Needless to say, if someone every handed me a list like this I would tell them to go fuck themselves.

It is awesome!

Sunday, January 17, 2010

Date Night!!

Mmmmm, first post-baby date night with the hubby was a smashing success! This was the first time since Sam arrived that we have had dinner, just the two of us. It was long overdue. We live about 6 hours away from family ever so willing to babysit, so getting to go out on a date is tough. We make date nights at the house (rent a movie, yummy dinner), but there is really no substitute for the real thing.

Words cannot express my gratitude that my father and step-mother who were in town this weekend, and begged to babysit for us.

Cozy Italian spot near the house. Panzanella salad (heirloom tomatoes, cucumbers, red onion, basil, dressed simply in olive oil and red wine, with a touch of oregano), a glass of a delicious barolo. Ok, TWO glasses of barolo. The most amazing osso bucco, served over saffron risotto, and an apple tart with a light and airy crust, drizzled with a touch of caramel sauce that was not at all overpowering, or too sticky.

To top it all off, we came home and the baby was asleep in the exact same spot he was in when we left. Nana and Papa said they hadn't heard a peep out of him while we were gone. We fed him, put him right back to bed, and are now headed off to sleep ourselves.

Nice Sunday!

Sam Law #1

The cuter the outfit, the better the chance that my son will spit up on it, and necessitate a change of clothes, before leaving the house.

Friday, January 15, 2010


Why is it that (according to the ratings) no one is really watching any of the late night shows, but so many people - me included - seem to care about this whole NBC Leno/Conan debacle??

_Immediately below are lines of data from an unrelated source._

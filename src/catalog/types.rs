// Catalog API response types.
// Defines structs for deserializing upstream catalog responses and the
// filter set used for listings.

use std::collections::BTreeMap;

use chrono::{DateTime, Utc};
use serde::{Deserialize, Serialize};

/// Publication state of a package.
#[derive(Debug, Clone, Copy, PartialEq, Eq, Serialize, Deserialize, Default)]
#[serde(rename_all = "snake_case")]
pub enum PackageStatus {
    Published,
    Draft,
    Archived,
    #[default]
    #[serde(other)]
    Unknown,
}

impl PackageStatus {
    pub fn as_str(self) -> &'static str {
        match self {
            PackageStatus::Published => "published",
            PackageStatus::Draft => "draft",
            PackageStatus::Archived => "archived",
            PackageStatus::Unknown => "unknown",
        }
    }
}

/// Travel package summary, as shown in listings and cards.
#[derive(Debug, Clone, PartialEq, Serialize, Deserialize)]
pub struct PackageSummary {
    pub id: u64,
    pub title: String,
    pub destination: String,
    pub price: f64,
    #[serde(default)]
    pub currency: Option<String>,
    #[serde(default)]
    pub rating: Option<f64>,
    #[serde(default)]
    pub status: PackageStatus,
    #[serde(default)]
    pub duration_days: Option<u32>,
    #[serde(default)]
    pub cover_image: Option<String>,
}

/// Full package detail blob.
#[derive(Debug, Clone, PartialEq, Serialize, Deserialize)]
pub struct PackageDetails {
    pub id: u64,
    pub description: String,
    #[serde(default)]
    pub itinerary: Vec<ItineraryDay>,
    #[serde(default)]
    pub included: Vec<String>,
    #[serde(default)]
    pub excluded: Vec<String>,
    #[serde(default)]
    pub gallery: Vec<String>,
    #[serde(default)]
    pub max_group_size: Option<u32>,
    #[serde(default)]
    pub updated_at: Option<DateTime<Utc>>,
}

/// One day of a package itinerary.
#[derive(Debug, Clone, PartialEq, Serialize, Deserialize)]
pub struct ItineraryDay {
    pub day: u32,
    pub title: String,
    #[serde(default)]
    pub description: Option<String>,
}

/// Traveler review of a package.
#[derive(Debug, Clone, PartialEq, Serialize, Deserialize)]
pub struct Review {
    pub id: u64,
    pub author: String,
    pub rating: u8,
    #[serde(default)]
    pub comment: Option<String>,
    #[serde(default)]
    pub created_at: Option<DateTime<Utc>>,
}

/// Payload for posting a new review.
#[derive(Debug, Clone, Serialize, Deserialize)]
pub struct NewReview {
    pub rating: u8,
    pub comment: String,
}

/// Agency operating a package.
#[derive(Debug, Clone, PartialEq, Serialize, Deserialize)]
pub struct Agency {
    pub id: u64,
    pub name: String,
    #[serde(default)]
    pub email: Option<String>,
    #[serde(default)]
    pub phone: Option<String>,
    #[serde(default)]
    pub rating: Option<f64>,
    #[serde(default)]
    pub verified: bool,
}

/// Pagination block attached to list responses.
#[derive(Debug, Clone, PartialEq, Serialize, Deserialize)]
pub struct Pagination {
    pub page: u32,
    pub limit: u32,
    pub total: u64,
    pub total_pages: u32,
}

/// One page of a filtered package listing.
#[derive(Debug, Clone, PartialEq, Serialize, Deserialize)]
pub struct PackagePage {
    pub packages: Vec<PackageSummary>,
    pub pagination: Pagination,
}

/// One page of reviews for a package.
#[derive(Debug, Clone, PartialEq, Serialize, Deserialize)]
pub struct ReviewPage {
    pub reviews: Vec<Review>,
    pub pagination: Pagination,
}

/// Filter set for package listings.
///
/// The default is the "popular" listing: first page, published packages.
#[derive(Debug, Clone, PartialEq)]
pub struct PackageFilters {
    pub destination: Option<String>,
    pub category: Option<String>,
    pub min_price: Option<u32>,
    pub max_price: Option<u32>,
    pub status: Option<PackageStatus>,
    pub sort: Option<String>,
    pub page: u32,
    pub limit: u32,
}

impl Default for PackageFilters {
    fn default() -> Self {
        Self {
            destination: None,
            category: None,
            min_price: None,
            max_price: None,
            status: Some(PackageStatus::Published),
            sort: None,
            page: 1,
            limit: 20,
        }
    }
}

impl PackageFilters {
    /// Deterministic cache-key fragment for this filter set.
    ///
    /// Pairs are sorted by key and joined as `key=value&…`, so logically
    /// equal filter sets always map to the same cache key.
    pub fn canonical_string(&self) -> String {
        let pairs: BTreeMap<&str, String> = self.pairs().into_iter().collect();
        pairs
            .iter()
            .map(|(k, v)| format!("{k}={v}"))
            .collect::<Vec<_>>()
            .join("&")
    }

    /// Query parameters for the upstream listing request.
    pub fn to_query(&self) -> Vec<(&'static str, String)> {
        self.pairs()
    }

    fn pairs(&self) -> Vec<(&'static str, String)> {
        let mut pairs = vec![
            ("page", self.page.to_string()),
            ("limit", self.limit.to_string()),
        ];
        if let Some(destination) = &self.destination {
            pairs.push(("destination", destination.clone()));
        }
        if let Some(category) = &self.category {
            pairs.push(("category", category.clone()));
        }
        if let Some(min_price) = self.min_price {
            pairs.push(("min_price", min_price.to_string()));
        }
        if let Some(max_price) = self.max_price {
            pairs.push(("max_price", max_price.to_string()));
        }
        if let Some(status) = self.status {
            pairs.push(("status", status.as_str().to_string()));
        }
        if let Some(sort) = &self.sort {
            pairs.push(("sort", sort.clone()));
        }
        pairs
    }
}
// Catalog module.
// Provides the upstream API client, entity types, and the cache-aside
// data service consumers call.

pub mod client;
pub mod service;
pub mod types;

pub use client::{CatalogClient, Priority};
pub use service::CatalogService;
pub use types::*;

And btw, even though I never ever watch his show, I am fully Team CoCo. When in doubt, the person with a ginge pompadore wins.

Friday, January 08, 2010

Roll Tide

Was it just me, or did Nick Saban look PISSED at his players for that gatorade shower after Bama won the National Championship last night??

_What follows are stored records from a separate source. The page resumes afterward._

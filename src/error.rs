// Error types for the catalog data layer.
// Covers upstream API failures, configuration problems, and JSON handling.

use std::time::Duration;

use reqwest::StatusCode;
use thiserror::Error;

#[derive(Error, Debug)]
pub enum CatalogError {
    #[error("catalog API error: {0}")]
    Api(#[from] reqwest::Error),

    #[error("authentication failed: invalid or expired session token")]
    Unauthorized,

    #[error("resource not found: {0}")]
    NotFound(String),

    #[error("upstream returned {status} for {url}")]
    Upstream { status: StatusCode, url: String },

    #[error("upstream request timed out after {0:?}")]
    Timeout(Duration),

    #[error("JSON parsing error: {0}")]
    Json(#[from] serde_json::Error),

    #[error("missing CATALOG_API_TOKEN environment variable")]
    MissingToken,

    #[error("{0}")]
    Other(String),
}

impl CatalogError {
    /// Whether the failure is worth a single retry: network-level errors,
    /// timeouts, and upstream 5xx responses. Client errors are final.
    pub fn is_transient(&self) -> bool {
        match self {
            CatalogError::Api(e) => e.is_timeout() || e.is_connect(),
            CatalogError::Timeout(_) => true,
            CatalogError::Upstream { status, .. } => status.is_server_error(),
            _ => false,
        }
    }
}

pub type Result<T> = std::result::Result<T, CatalogError>;

#[cfg(test)]
mod tests {
    use super::*;

    #[test]
    fn server_errors_are_transient() {
        let err = CatalogError::Upstream {
            status: StatusCode::SERVICE_UNAVAILABLE,
            url: "http://api/packages".into(),
        };
        assert!(err.is_transient());
    }

    #[test]
    fn client_errors_are_final() {
        let err = CatalogError::Upstream {
            status: StatusCode::UNPROCESSABLE_ENTITY,
            url: "http://api/packages".into(),
        };
        assert!(!err.is_transient());
        assert!(!CatalogError::Unauthorized.is_transient());
        assert!(!CatalogError::NotFound("x".into()).is_transient());
    }

    #[test]
    fn timeouts_are_transient() {
        assert!(CatalogError::Timeout(Duration::from_secs(8)).is_transient());
    }
}
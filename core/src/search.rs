use serde::Serialize;
use serde_json::Value;

use crate::index::IndexStore;
use crate::tokenizer::normalize;

/// One ranked result: the document, its accumulated TF-IDF score, the
/// matched chunks resolved to raw tokens, and the document's metadata
/// record when the store carries one.
#[derive(Debug, Clone, Serialize)]
pub struct SearchHit {
    pub doc: String,
    pub score: f64,
    pub snippets: Vec<Vec<String>>,
    #[serde(skip_serializing_if = "Option::is_none")]
    pub info: Option<Value>,
}

/// Rank the store's documents against a bag-of-terms query.
///
/// The query is stemmed with the same normalizer used at indexing time but
/// not stop-filtered. Per document and query term:
/// `IDF = ln(N / df)` when the term occurs anywhere in the corpus, else 0;
/// `TF` = number of distinct chunks containing the term in the document.
/// Chunk indices are collected as snippet candidates whenever `TF > 0`,
/// even for terms whose IDF is zero. Only documents with a positive total
/// score are returned, sorted descending by score; the sort is stable, so
/// ties keep document-id order. `limit` truncates the ranking; `None` means
/// unbounded. The store is never mutated.
pub fn search(store: &IndexStore, query: &str, limit: Option<usize>) -> Vec<SearchHit> {
    let terms = normalize(query, true);
    let n = store.num_docs() as f64;

    let mut hits: Vec<SearchHit> = Vec::new();
    for (doc, freqs) in &store.doc_freqs {
        let mut score = 0.0f64;
        let mut selected: Vec<usize> = Vec::new();

        for term in &terms {
            let idf = match store.inv_index.get(term) {
                Some(docs) => (n / docs.len() as f64).ln(),
                None => 0.0,
            };
            if let Some(chunk_ids) = freqs.get(term) {
                let tf = chunk_ids.len() as f64;
                selected.extend_from_slice(chunk_ids);
                score += tf * idf;
            }
        }

        if score > 0.0 {
            let snippets = resolve_snippets(store, doc, &selected);
            let info = store
                .doc_info
                .as_ref()
                .and_then(|m| m.get(doc))
                .cloned();
            hits.push(SearchHit {
                doc: doc.clone(),
                score,
                snippets,
                info,
            });
        }
    }

    hits.sort_by(|a, b| b.score.partial_cmp(&a.score).unwrap_or(std::cmp::Ordering::Equal));
    if let Some(k) = limit {
        hits.truncate(k);
    }
    hits
}

/// Deduplicate candidate chunk indices preserving first-insertion order and
/// resolve each to its raw token chunk.
fn resolve_snippets(store: &IndexStore, doc: &str, selected: &[usize]) -> Vec<Vec<String>> {
    let chunks = store.doc_chunks.get(doc);
    let mut picked: Vec<usize> = Vec::new();
    for &idx in selected {
        if !picked.contains(&idx) {
            picked.push(idx);
        }
    }
    picked
        .into_iter()
        .filter_map(|idx| chunks.and_then(|c| c.get(idx)).cloned())
        .collect()
}
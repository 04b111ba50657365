use criterion::{criterion_group, criterion_main, Criterion};
use textdex_core::freq::index_document;
use textdex_core::tokenizer::normalize_pair;

fn bench_tokenize(c: &mut Criterion) {
    let text = "The placebo effect was noted near the big oak table, twice over. ".repeat(500);
    c.bench_function("normalize_pair", |b| b.iter(|| normalize_pair(&text)));
    c.bench_function("index_document", |b| b.iter(|| index_document(&text, 10)));
}

criterion_group!(benches, bench_tokenize);
criterion_main!(benches);
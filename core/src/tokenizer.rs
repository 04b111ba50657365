use lazy_static::lazy_static;
use regex::Regex;
use rust_stemmers::{Algorithm, Stemmer};
use std::collections::HashSet;
use unicode_normalization::UnicodeNormalization;

lazy_static! {
    static ref NON_ALPHA: Regex = Regex::new(r"[^A-Za-z]+").expect("valid regex");
    static ref STEMMER: Stemmer = Stemmer::create(Algorithm::English);
    static ref STOPWORDS: HashSet<&'static str> = {
        let words: &[&str] = &[
            "a","about","above","after","again","against","all","am","an","and","any","are","aren't","as","at",
            "be","because","been","before","being","below","between","both","but","by",
            "can","can't","cannot","could","couldn't",
            "did","didn't","do","does","doesn't","doing","don't","down","during",
            "each","few","for","from","further",
            "had","hadn't","has","hasn't","have","haven't","having","he","he'd","he'll","he's","her","here","here's","hers","herself","him","himself","his","how","how's",
            "i","i'd","i'll","i'm","i've","if","in","into","is","isn't","it","it's","its","itself",
            "let's","me","more","most","mustn't","my","myself",
            "no","nor","not","of","off","on","once","only","or","other","ought","our","ours","ourselves","out","over","own",
            "same","she","she'd","she'll","she's","should","shouldn't","so","some","such",
            "than","that","that's","the","their","theirs","them","themselves","then","there","there's","these","they","they'd","they'll","they're","they've","this","those","through","to","too",
            "under","until","up","very",
            "was","wasn't","we","we'd","we'll","we're","we've","were","weren't","what","what's","when","when's","where","where's","which","while","who","who's","whom","why","why's","with","won't","would","wouldn't",
            "you","you'd","you'll","you're","you've","your","yours","yourself","yourselves"
        ];
        words.iter().copied().collect()
    };
}

/// Exact membership in the fixed English stop-word list.
pub fn is_stopword(token: &str) -> bool {
    STOPWORDS.contains(token)
}

/// Collapse every maximal run of non-alphabetic characters to a single space
/// and lowercase. NFKC runs first so full-width letters survive the filter.
fn collapse(text: &str) -> String {
    let normalized = text.nfkc().collect::<String>();
    NON_ALPHA.replace_all(&normalized, " ").to_lowercase()
}

/// Tokenize `text` into an ordered sequence of terms, stemmed when `stem`
/// is set. Empty tokens at the string boundaries are preserved so that
/// stemmed and raw sequences stay index-aligned; an empty input yields an
/// empty sequence.
pub fn normalize(text: &str, stem: bool) -> Vec<String> {
    let collapsed = collapse(text);
    if collapsed.is_empty() {
        return Vec::new();
    }
    collapsed
        .split(' ')
        .map(|t| {
            if stem {
                STEMMER.stem(t).to_string()
            } else {
                t.to_string()
            }
        })
        .collect()
}

/// Produce the stemmed and raw token sequences from a single pass over the
/// same input. The two sequences have identical length and alignment, which
/// the chunker relies on for shared cut points.
pub fn normalize_pair(text: &str) -> (Vec<String>, Vec<String>) {
    let collapsed = collapse(text);
    if collapsed.is_empty() {
        return (Vec::new(), Vec::new());
    }
    let raw: Vec<String> = collapsed.split(' ').map(str::to_string).collect();
    let stemmed = raw.iter().map(|t| STEMMER.stem(t).to_string()).collect();
    (stemmed, raw)
}

#[cfg(test)]
mod tests {
    use super::*;

    #[test]
    fn collapses_and_lowercases() {
        let toks = normalize("Don't STOP me now!!", false);
        assert_eq!(toks, vec!["don", "t", "stop", "me", "now", ""]);
    }

    #[test]
    fn stems_inflected_forms() {
        let toks = normalize("placebos tables", true);
        assert_eq!(toks[0], "placebo");
        assert_eq!(toks[1], normalize("table", true)[0]);
    }

    #[test]
    fn raw_and_stemmed_stay_aligned() {
        let (stemmed, raw) = normalize_pair("Running, runners ran near the tables.");
        assert_eq!(stemmed.len(), raw.len());
        assert_eq!(raw[0], "running");
    }

    #[test]
    fn empty_input_yields_no_tokens() {
        assert!(normalize("", true).is_empty());
        let (s, r) = normalize_pair("");
        assert!(s.is_empty() && r.is_empty());
    }

    #[test]
    fn classifies_stopwords() {
        assert!(is_stopword("the"));
        assert!(is_stopword("and"));
        assert!(!is_stopword("placebo"));
    }
}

Ok, yeah he probably has an ear infection now from that gatorade being dumped in his ear, and possibly a concussion from the bucket hitting him in the head, but still, he just won the National Championship (lucky Colt McCoy got hurt though, Bama. Sorry to say it).

Why so mad, Nick Saban? Is it because you heard that I always, inexplicably get you and Dave Wannstedt confused? Understandable that you would be mad. I honestly cannot explain why I always screw you two up, considering you don't really look anything alike. Sorry, homie.

Saturday, January 02, 2010


Katharine McPhee, what have you done to yourself?

I had a love/hate relationship with McPhee when she was on Idol. I was a big, big, big Elliot Yamin fan - so not until he got booted out of a spot on the finale did I start rooting for McPhee (because, I mean, let's face it...Taylor Hicks was lame). She has a great voice, but she was always taking herself and that voice just a tad too seriously. But I appreciated her training and her effort. And she certainly looked the part of a pop star. Please see exhibit A:

Yawza! By the time the finale rolled around, she was polished and pulled together, and hot (that is some impressive cleavage). She was lovely in all her brunette glory, so why would she go and make herself into a short haired blond girl? I don't get it! She had PERFECT hair: long, shiny, bouncy. Hmph! If I had hair like she had I would never cut it or mess with the color so drastically. I would spend lots of tossing it around triumphantly as lesser haired women stood open-jawed with jealousy, and I might even occasionally allow peons to be photographed with me and my fabulous hair. But cut it and bleach it blond - never!

She has a new album coming out this month, the release of which was pushed back a few months which is never a good sign. But I will have to check out the clips on Amazon and see if it is a workout music worthy download.

And I wish her and her hair the best of luck in all future endeavors.